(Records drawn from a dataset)
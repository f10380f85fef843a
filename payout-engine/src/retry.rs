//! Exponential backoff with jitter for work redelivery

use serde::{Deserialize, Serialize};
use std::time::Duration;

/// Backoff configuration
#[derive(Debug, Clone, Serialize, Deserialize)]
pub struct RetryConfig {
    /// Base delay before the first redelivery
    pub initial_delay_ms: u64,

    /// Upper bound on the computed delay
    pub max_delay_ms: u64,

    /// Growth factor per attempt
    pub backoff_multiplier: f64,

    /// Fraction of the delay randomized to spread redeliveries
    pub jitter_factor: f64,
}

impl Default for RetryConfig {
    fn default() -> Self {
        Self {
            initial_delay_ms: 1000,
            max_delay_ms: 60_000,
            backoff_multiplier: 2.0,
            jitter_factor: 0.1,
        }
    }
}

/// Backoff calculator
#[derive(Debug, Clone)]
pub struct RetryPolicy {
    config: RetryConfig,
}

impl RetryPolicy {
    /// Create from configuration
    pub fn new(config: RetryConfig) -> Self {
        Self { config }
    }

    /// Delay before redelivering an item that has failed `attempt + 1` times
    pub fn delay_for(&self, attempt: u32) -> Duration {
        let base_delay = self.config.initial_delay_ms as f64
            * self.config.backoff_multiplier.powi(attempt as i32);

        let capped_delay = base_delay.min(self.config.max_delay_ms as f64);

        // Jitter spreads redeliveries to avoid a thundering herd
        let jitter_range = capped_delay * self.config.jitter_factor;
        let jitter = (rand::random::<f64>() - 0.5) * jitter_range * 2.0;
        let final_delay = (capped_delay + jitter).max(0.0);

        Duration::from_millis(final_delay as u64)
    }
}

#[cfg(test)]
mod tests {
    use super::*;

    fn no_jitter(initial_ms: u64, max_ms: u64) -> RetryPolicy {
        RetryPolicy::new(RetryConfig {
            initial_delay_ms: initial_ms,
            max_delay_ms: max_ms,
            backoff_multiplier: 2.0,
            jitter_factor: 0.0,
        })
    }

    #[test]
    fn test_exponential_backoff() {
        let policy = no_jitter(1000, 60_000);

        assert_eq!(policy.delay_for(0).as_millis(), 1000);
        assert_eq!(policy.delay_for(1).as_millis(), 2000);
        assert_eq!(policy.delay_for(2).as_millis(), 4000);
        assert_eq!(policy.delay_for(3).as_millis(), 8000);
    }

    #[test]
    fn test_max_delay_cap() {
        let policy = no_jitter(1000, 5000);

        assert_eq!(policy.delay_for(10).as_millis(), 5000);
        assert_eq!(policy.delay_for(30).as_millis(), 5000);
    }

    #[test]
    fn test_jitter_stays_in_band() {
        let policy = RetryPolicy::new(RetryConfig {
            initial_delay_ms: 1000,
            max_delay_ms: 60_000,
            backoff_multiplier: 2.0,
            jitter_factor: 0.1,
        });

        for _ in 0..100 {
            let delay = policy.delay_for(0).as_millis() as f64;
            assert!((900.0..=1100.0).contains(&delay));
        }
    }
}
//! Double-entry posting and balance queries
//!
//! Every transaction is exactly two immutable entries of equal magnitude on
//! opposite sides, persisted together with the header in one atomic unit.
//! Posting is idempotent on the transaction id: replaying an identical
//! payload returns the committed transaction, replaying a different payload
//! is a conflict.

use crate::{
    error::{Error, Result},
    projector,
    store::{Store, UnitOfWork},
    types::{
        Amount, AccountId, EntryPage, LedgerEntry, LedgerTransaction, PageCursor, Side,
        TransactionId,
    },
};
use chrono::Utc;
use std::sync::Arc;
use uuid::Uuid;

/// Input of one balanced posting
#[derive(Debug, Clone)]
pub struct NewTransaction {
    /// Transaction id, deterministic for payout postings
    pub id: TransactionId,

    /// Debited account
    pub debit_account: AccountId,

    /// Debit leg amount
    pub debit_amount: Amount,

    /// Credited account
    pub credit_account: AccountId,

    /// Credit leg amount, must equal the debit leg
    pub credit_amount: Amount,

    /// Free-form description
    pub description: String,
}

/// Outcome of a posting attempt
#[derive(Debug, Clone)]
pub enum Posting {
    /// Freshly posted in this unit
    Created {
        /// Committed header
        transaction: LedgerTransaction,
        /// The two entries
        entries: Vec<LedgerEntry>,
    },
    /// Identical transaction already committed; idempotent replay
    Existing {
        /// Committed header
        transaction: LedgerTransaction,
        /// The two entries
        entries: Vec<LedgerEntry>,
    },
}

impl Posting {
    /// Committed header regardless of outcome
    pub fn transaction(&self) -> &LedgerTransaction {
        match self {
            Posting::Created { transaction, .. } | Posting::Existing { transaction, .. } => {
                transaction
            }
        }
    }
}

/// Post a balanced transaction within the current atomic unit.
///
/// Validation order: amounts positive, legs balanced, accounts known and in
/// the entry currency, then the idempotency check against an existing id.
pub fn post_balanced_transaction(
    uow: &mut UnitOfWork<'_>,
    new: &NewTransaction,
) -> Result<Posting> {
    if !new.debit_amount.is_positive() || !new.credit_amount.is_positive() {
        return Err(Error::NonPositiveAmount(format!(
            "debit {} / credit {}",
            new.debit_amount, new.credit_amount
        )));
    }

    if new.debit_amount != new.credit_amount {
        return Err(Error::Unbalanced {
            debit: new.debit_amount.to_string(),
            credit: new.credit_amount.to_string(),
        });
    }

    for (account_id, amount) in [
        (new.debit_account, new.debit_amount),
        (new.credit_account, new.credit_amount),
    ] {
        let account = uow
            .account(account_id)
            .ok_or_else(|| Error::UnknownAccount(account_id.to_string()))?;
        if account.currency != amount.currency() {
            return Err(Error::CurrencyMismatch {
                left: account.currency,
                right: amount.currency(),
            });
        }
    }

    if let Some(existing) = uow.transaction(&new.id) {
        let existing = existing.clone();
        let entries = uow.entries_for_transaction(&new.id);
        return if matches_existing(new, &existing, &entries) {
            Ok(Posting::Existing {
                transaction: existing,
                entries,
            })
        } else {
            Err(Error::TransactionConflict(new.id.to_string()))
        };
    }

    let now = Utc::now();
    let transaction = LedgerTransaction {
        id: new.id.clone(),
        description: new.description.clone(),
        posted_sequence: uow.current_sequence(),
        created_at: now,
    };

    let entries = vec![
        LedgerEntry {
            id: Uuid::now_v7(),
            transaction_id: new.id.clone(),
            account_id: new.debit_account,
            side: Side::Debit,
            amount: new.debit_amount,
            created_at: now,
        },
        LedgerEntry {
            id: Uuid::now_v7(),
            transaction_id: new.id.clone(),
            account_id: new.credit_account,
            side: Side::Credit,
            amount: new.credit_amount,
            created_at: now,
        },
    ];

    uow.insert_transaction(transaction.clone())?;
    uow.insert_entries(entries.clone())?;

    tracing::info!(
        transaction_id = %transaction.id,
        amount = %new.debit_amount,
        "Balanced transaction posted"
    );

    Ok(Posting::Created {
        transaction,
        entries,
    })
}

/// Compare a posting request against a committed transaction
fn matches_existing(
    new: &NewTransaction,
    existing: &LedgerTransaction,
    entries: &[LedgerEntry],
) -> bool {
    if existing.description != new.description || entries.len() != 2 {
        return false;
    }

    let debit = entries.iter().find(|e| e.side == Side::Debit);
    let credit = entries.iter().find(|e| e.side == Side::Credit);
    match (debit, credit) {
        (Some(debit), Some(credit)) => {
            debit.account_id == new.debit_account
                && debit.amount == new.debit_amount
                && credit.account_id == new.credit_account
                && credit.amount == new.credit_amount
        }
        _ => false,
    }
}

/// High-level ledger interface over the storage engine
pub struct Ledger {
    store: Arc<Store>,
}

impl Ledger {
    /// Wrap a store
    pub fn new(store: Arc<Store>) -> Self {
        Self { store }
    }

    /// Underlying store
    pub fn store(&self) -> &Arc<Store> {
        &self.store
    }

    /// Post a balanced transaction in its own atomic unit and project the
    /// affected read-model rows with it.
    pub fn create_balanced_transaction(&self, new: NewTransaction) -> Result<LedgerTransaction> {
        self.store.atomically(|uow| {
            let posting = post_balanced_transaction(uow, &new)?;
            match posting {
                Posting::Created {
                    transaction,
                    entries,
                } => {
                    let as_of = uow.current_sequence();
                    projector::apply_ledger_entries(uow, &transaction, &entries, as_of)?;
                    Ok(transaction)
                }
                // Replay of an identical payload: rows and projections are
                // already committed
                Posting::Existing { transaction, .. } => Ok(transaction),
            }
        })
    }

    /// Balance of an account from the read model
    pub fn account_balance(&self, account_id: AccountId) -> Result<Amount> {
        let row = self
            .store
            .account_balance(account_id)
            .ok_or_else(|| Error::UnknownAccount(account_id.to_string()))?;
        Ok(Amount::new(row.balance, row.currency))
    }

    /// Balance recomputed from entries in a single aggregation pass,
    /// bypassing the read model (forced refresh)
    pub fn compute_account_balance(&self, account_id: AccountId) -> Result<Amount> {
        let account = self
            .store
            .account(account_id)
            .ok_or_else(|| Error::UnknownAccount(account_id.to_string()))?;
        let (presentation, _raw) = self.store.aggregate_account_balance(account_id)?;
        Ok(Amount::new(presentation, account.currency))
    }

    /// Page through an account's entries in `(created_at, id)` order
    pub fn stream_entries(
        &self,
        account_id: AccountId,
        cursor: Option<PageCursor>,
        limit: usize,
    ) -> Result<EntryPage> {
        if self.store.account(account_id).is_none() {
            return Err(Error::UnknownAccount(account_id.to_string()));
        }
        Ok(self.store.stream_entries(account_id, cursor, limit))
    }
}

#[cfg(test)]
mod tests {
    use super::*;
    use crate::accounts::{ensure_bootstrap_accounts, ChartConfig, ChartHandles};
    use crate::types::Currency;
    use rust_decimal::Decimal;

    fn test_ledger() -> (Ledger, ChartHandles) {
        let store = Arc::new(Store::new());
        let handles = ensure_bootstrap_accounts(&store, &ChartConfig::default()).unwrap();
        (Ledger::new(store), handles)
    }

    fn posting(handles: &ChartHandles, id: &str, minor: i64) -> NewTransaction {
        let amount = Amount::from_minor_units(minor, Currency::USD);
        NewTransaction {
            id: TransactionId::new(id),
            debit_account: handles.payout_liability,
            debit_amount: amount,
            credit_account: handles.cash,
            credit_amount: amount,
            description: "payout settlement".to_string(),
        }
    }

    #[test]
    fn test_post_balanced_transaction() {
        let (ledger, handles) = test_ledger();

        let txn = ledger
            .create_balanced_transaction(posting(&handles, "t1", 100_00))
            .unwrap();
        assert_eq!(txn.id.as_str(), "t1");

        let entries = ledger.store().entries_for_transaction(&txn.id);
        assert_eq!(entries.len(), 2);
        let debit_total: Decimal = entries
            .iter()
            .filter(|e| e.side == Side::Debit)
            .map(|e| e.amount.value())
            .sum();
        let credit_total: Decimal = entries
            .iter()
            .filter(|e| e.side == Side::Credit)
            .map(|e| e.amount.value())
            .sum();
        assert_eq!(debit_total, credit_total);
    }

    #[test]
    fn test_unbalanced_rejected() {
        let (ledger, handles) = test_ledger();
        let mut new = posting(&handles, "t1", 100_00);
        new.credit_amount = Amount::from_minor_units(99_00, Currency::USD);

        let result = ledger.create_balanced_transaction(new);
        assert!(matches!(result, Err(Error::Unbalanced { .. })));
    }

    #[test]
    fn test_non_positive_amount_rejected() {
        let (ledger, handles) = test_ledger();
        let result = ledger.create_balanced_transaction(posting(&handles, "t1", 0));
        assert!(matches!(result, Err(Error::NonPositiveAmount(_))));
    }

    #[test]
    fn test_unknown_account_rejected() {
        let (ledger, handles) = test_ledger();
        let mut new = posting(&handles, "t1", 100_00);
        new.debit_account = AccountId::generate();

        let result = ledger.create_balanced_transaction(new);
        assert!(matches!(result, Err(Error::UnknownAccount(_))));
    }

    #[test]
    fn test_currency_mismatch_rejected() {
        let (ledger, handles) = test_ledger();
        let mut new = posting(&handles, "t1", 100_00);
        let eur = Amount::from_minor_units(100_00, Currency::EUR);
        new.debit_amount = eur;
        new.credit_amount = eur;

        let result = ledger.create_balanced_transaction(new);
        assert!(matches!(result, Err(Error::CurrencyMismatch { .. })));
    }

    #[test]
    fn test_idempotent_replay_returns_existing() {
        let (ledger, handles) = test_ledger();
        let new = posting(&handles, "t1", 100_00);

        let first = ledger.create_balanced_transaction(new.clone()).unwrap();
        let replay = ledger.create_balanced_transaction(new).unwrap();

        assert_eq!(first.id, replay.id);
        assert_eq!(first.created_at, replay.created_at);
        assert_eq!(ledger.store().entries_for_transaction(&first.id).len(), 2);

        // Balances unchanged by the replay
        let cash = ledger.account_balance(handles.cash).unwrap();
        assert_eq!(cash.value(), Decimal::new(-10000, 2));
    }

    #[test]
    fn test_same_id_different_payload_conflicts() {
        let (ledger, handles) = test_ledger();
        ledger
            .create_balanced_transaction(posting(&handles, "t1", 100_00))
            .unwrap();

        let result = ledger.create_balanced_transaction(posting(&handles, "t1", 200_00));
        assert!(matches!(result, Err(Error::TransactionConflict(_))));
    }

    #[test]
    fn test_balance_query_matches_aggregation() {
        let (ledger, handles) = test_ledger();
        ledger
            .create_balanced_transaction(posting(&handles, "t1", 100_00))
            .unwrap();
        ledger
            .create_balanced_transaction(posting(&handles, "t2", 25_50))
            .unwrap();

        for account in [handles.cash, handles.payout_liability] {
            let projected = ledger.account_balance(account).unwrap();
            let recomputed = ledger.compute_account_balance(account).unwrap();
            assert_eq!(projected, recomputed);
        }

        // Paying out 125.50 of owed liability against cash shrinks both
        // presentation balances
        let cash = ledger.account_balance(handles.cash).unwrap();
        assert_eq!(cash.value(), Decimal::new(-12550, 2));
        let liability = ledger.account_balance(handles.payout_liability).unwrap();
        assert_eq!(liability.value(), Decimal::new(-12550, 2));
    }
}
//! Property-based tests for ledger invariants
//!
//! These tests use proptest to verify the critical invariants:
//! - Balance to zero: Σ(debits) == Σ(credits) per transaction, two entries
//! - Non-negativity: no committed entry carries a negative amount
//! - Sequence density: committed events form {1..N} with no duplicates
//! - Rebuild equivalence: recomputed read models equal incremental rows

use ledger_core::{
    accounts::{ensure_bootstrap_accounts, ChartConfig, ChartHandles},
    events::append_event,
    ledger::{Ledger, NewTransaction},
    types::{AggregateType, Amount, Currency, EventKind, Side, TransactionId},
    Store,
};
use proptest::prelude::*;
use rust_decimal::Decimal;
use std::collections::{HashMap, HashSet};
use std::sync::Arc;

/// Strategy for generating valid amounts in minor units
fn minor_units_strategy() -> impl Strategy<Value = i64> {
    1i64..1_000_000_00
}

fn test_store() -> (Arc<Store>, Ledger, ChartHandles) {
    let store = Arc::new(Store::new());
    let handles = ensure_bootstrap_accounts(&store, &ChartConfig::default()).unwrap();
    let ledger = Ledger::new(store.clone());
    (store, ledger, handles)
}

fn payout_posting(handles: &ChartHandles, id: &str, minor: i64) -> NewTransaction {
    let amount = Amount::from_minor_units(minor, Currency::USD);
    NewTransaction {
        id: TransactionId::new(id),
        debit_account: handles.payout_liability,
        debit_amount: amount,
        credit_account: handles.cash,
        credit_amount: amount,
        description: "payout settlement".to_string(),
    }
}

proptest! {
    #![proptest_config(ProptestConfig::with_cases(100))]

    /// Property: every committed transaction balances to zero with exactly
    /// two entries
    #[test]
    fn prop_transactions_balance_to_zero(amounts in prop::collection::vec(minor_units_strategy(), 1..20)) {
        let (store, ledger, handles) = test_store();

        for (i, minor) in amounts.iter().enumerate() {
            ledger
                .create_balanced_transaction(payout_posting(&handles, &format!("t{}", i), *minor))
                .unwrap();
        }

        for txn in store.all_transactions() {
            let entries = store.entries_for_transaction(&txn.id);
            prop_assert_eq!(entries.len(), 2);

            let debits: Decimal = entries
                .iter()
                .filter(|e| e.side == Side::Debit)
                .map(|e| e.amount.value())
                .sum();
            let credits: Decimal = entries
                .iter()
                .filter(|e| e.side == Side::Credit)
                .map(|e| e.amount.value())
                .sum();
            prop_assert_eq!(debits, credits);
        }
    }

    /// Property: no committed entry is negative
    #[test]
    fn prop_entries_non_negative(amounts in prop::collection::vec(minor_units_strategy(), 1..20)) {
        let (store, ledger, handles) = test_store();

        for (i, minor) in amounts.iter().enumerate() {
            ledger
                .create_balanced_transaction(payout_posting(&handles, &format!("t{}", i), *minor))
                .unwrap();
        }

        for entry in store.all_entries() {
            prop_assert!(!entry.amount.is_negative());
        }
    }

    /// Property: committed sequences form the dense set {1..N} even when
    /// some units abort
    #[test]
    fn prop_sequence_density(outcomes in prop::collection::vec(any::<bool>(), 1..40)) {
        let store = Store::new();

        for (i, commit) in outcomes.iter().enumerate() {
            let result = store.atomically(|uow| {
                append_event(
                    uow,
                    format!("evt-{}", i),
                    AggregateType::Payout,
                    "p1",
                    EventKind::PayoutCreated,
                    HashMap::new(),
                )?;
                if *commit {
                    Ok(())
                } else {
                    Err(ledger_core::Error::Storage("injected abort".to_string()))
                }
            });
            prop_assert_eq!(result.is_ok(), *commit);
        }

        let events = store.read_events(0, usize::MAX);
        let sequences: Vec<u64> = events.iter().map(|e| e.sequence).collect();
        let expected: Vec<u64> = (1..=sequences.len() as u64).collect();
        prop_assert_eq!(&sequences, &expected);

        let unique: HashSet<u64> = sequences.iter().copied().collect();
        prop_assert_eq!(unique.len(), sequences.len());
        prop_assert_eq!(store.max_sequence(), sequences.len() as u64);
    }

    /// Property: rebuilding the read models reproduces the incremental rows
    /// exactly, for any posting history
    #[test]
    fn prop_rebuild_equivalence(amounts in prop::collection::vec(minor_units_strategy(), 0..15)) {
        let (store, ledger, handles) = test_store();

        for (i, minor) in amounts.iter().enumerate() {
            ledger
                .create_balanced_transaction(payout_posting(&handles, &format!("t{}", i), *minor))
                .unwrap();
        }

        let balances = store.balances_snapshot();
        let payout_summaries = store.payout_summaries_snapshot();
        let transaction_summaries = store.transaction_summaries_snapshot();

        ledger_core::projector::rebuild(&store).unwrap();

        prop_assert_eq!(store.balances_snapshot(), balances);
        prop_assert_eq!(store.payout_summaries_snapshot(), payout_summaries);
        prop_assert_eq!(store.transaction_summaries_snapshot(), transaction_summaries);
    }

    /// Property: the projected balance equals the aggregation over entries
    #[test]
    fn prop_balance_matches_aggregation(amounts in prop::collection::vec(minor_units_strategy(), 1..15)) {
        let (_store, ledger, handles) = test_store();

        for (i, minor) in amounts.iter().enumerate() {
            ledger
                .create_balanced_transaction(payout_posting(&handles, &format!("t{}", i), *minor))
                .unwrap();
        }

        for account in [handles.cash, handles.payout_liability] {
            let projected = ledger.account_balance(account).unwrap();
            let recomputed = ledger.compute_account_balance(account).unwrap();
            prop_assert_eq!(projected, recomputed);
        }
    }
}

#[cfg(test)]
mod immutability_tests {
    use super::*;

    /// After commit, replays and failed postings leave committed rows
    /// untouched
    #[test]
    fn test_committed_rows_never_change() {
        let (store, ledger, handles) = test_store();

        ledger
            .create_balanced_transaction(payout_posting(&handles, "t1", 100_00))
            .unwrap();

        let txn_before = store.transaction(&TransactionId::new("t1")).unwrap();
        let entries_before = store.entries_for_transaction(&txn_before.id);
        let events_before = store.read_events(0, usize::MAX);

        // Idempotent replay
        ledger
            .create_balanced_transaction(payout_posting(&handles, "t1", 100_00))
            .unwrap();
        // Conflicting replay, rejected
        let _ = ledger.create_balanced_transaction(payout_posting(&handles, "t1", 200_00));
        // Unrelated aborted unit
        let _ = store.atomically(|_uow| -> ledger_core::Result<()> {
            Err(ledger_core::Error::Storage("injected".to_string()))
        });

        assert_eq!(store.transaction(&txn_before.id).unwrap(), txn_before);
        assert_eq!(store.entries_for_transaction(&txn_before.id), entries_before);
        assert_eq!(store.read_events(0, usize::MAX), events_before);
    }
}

• [Work required] Count the lines of the records that include the word "settlement", please, and report the number alone.

• [Result for this task] 2